Le secteur immobilier marque le pas au mois de juin (tiens, la reprise printanière est déjà terminée) ? Qu’à cela ne tienne, le site internet américain d’évaluation immobilière Zillow dévore son principal concurrent Trulia pour 3,5 milliards de dollars.

S’il n’y a pas de croissance — les initiateurs de tous ces rachats défensifs le savent mieux que personne — et pas de rendement pour la trésorerie, autant grossir, racheter des actifs tangibles puis réduire les coûts, encore et toujours.

La mode serait pourtant aux embauches, d’après les dernières statistiques du chômage hebdomadaire US

La mode serait pourtant aux embauches, d’après les dernières statistiques du chômage hebdomadaire US… Heureusement, il s’agit majoritairement de petits emplois mal rémunérés.

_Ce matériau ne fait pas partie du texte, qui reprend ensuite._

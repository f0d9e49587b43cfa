// SPDX-License-Identifier: PMPL-1.0-or-later
// Copyright (c) 2026 Jonathan D.A. Jewell (hyperpolymath) <jonathan.jewell@open.ac.uk>
//
// Application configuration.

use std::path::{Path, PathBuf};

use serde::{Deserialize, Serialize};

use crate::error::{AusweisError, Result};

/// Largest accepted upscale factor.
pub const MAX_SCALE_FACTOR: f32 = 8.0;

/// How many scan entries a session keeps.
#[derive(Debug, Clone, Copy, PartialEq, Eq, Serialize, Deserialize)]
pub enum HistoryRetention {
    /// Keep every attempt for the lifetime of the session.
    Unbounded,
    /// Keep only the most recent `n` attempts (ring buffer, `n >= 1`).
    Capped(usize),
}

impl Default for HistoryRetention {
    fn default() -> Self {
        Self::Capped(100)
    }
}

/// Persistent application settings.
#[derive(Debug, Clone, Serialize, Deserialize)]
#[serde(default)]
pub struct AppConfig {
    /// Upscale factor applied before binarization (default 1.5).
    pub scale_factor: f32,
    /// Length of the grace window for expired or unknown documents, in days.
    pub grace_period_days: u32,
    /// How many history entries to show after a session.
    pub display_limit: usize,
    /// Retention policy for the session scan history.
    pub history_retention: HistoryRetention,
    /// Directory holding `text-detection.rten` / `text-recognition.rten`.
    /// `None` uses the ocrs cache directory.
    pub model_dir: Option<PathBuf>,
    /// Authority store file (`.json`, `.db`, `.sqlite`). `None` uses the
    /// built-in sample records.
    pub store_path: Option<PathBuf>,
}

impl Default for AppConfig {
    fn default() -> Self {
        Self {
            scale_factor: 1.5,
            grace_period_days: 7,
            display_limit: 5,
            history_retention: HistoryRetention::default(),
            model_dir: None,
            store_path: None,
        }
    }
}

impl AppConfig {
    /// Read a config file. Fields missing from the file keep their defaults.
    pub fn load(path: impl AsRef<Path>) -> Result<Self> {
        let path = path.as_ref();
        let data = std::fs::read_to_string(path).map_err(|err| {
            AusweisError::Config(format!("cannot read {}: {err}", path.display()))
        })?;
        let config: Self = serde_json::from_str(&data).map_err(|err| {
            AusweisError::Config(format!("invalid config {}: {err}", path.display()))
        })?;
        config.validate()?;
        Ok(config)
    }

    /// Write the config as pretty-printed JSON.
    pub fn save(&self, path: impl AsRef<Path>) -> Result<()> {
        let json = serde_json::to_string_pretty(self)?;
        std::fs::write(path, json)?;
        Ok(())
    }

    /// Reject values the pipeline cannot work with.
    pub fn validate(&self) -> Result<()> {
        if !self.scale_factor.is_finite() || self.scale_factor <= 0.0 {
            return Err(AusweisError::Config(format!(
                "scale_factor must be a positive number, got {}",
                self.scale_factor
            )));
        }
        if self.scale_factor > MAX_SCALE_FACTOR {
            return Err(AusweisError::Config(format!(
                "scale_factor must be at most {MAX_SCALE_FACTOR}, got {}",
                self.scale_factor
            )));
        }
        Ok(())
    }
}

#[cfg(test)]
mod tests {
    use super::*;

    #[test]
    fn defaults_match_documented_values() {
        let config = AppConfig::default();
        assert_eq!(config.scale_factor, 1.5);
        assert_eq!(config.grace_period_days, 7);
        assert_eq!(config.display_limit, 5);
        assert_eq!(config.history_retention, HistoryRetention::Capped(100));
        assert!(config.store_path.is_none());
    }

    #[test]
    fn partial_file_keeps_defaults() {
        let config: AppConfig =
            serde_json::from_str(r#"{ "grace_period_days": 14, "history_retention": "Unbounded" }"#)
                .unwrap();
        assert_eq!(config.grace_period_days, 14);
        assert_eq!(config.history_retention, HistoryRetention::Unbounded);
        assert_eq!(config.scale_factor, 1.5);
    }

    #[test]
    fn rejects_non_positive_scale() {
        let config = AppConfig {
            scale_factor: 0.0,
            ..AppConfig::default()
        };
        assert!(matches!(config.validate(), Err(AusweisError::Config(_))));
    }

    #[test]
    fn rejects_oversized_scale() {
        let config = AppConfig {
            scale_factor: 1.0e6,
            ..AppConfig::default()
        };
        assert!(matches!(config.validate(), Err(AusweisError::Config(_))));

        let at_limit = AppConfig {
            scale_factor: MAX_SCALE_FACTOR,
            ..AppConfig::default()
        };
        assert!(at_limit.validate().is_ok());
    }

    #[test]
    fn save_then_load() {
        let dir = tempfile::tempdir().unwrap();
        let path = dir.path().join("config.json");
        let config = AppConfig {
            display_limit: 9,
            history_retention: HistoryRetention::Capped(20),
            store_path: Some(PathBuf::from("/srv/records.db")),
            ..AppConfig::default()
        };
        config.save(&path).unwrap();

        let loaded = AppConfig::load(&path).unwrap();
        assert_eq!(loaded.display_limit, 9);
        assert_eq!(loaded.history_retention, HistoryRetention::Capped(20));
        assert_eq!(loaded.store_path, config.store_path);
    }

    #[test]
    fn load_missing_file_is_config_error() {
        let err = AppConfig::load("/nonexistent/ausweis/config.json").unwrap_err();
        assert!(matches!(err, AusweisError::Config(_)));
    }
}
#![forbid(unsafe_code)]
//! Index B+trees: directories and the metadata views keyed the same way.
//!
//! An index is a resident root node plus overflow blocks in a dedicated
//! non-resident attribute, tracked by a per-index block bitmap. Keys are
//! ordered by the index's [`CollationRule`] and unique across the tree.

pub mod collation;
pub mod config;
pub mod host;
pub mod keys;
pub mod tree;

pub use collation::{CollationRule, Collator, UpperCase};
pub use config::IndexConfig;
pub use host::{IndexHost, MemIndexHost};
pub use keys::{filename_key, filename_of, filename_parent, multiple_u32_key, security_hash_key, u32_key};
pub use fnt_ondisk::IndexEntry;
pub use tree::{IndexTree, NodeId};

Un bémol cependant, quelques secteurs d’activité ont du mal à recruter du personnel compétent (dans les industries les plus pointues, pas dans l’automobile ou la chimie rassurez-vous !) et cela fait grimper les salaires… mais aucun risque que ce phénomène se généralise.

▪ La guerre sur le terrain… et sur les marchés
Wall Street va pouvoir se concentrer sur les trimestriels (encore une centaine de publications d’ici le 1er août) et oublier la situation en Syrie, la pression mise sur Poutine et son entourage (ils vont encaisser sans broncher, que peuvent-ils faire d’autre… ils sont tellement frustres et archaïques !), le conflit qui s’annonce long et sanglant entre Israël et le Hamas.

Comme dans toute guerre, il est bien difficile de démêler le vrai du faux. Un déferlement de propagande et de contre-propagande noie la vérité sous un océan de mensonges… alors les marchés attendent sagement qu’émerge un vainqueur.

L’histoire est écrite par les vainqueurs et les vaincus ont toujours tort

Cela évite même de se faire des noeuds à la tête pour savoir qui a versé le premier sang et le plus travesti la réalité : l’histoire est écrite par les vainqueurs et les vaincus ont toujours tort.

C’est un peu la même chose quand une entreprise se transforme en prédatrice. Tous les coups sont permis ; la proie a le droit de se défendre, de se chercher un chevalier blanc… mais une fois que la poussière se dissipe, celui qui reste à terre est déclaré vaincu et son avenir ne lui appartient plus.

Etre le plus fort, ce n’est pas forcément faire la preuve d’une vision pertinente… C’est simplement se montrer capable de garder la maîtrise de sa trajectoire et de la cadence de son pas, même si cela mène tout droit vers le précipice.

Il suffit pour s’en convaincre de faire l’inventaire des OPA qui ont réellement créé de la valeur pour l’actionnaire depuis le début du 21ème siècle.

Rappelez-vous les offensives géantes de Vivendi, de WorldCom dans les années 2000, le rachat d’Arcelor par Mittal (qui a vu sa capitalisation divisée par 5 entre juin 2008 et février 2009), la course à la taille critique de Lafarge qui a multiplié les acquisitions dans les pays émergents… les exemples sont légion.

Et les OPA comme les guerres (ces deux domaines emploient le même vocabulaire, à tel point que cela en devient incommodant) sont le plus souvent un aveu d’impuissance, le symptôme d’un espace vital qui se dégrade et/ou se rétrécit… et l’incapacité d’unir ses forces pour sortir par le haut de difficultés qui exigent des sacrifices de la part de toutes les parties en présence.

Les sacrifices, c’est nécessaire… mais c’est surtout pénible.

Alors si la pénibilité peut être assumée par une seule des parties (la plus vulnérable, la plus corvéable), à quoi bon s’imposer de tous souffrir ?

Wall Street et la Fed illustrent parfaitement cette réalité. La crise aurait pu affecter tout le monde mais elle n’a fort heureusement appauvri et précarisé que les 90% d’Américains les moins riches et transféré leur maigre pécule vers la poche des 10% les plus fortunés (enfin… surtout des 0,1% du bout du sommet de la pyramide).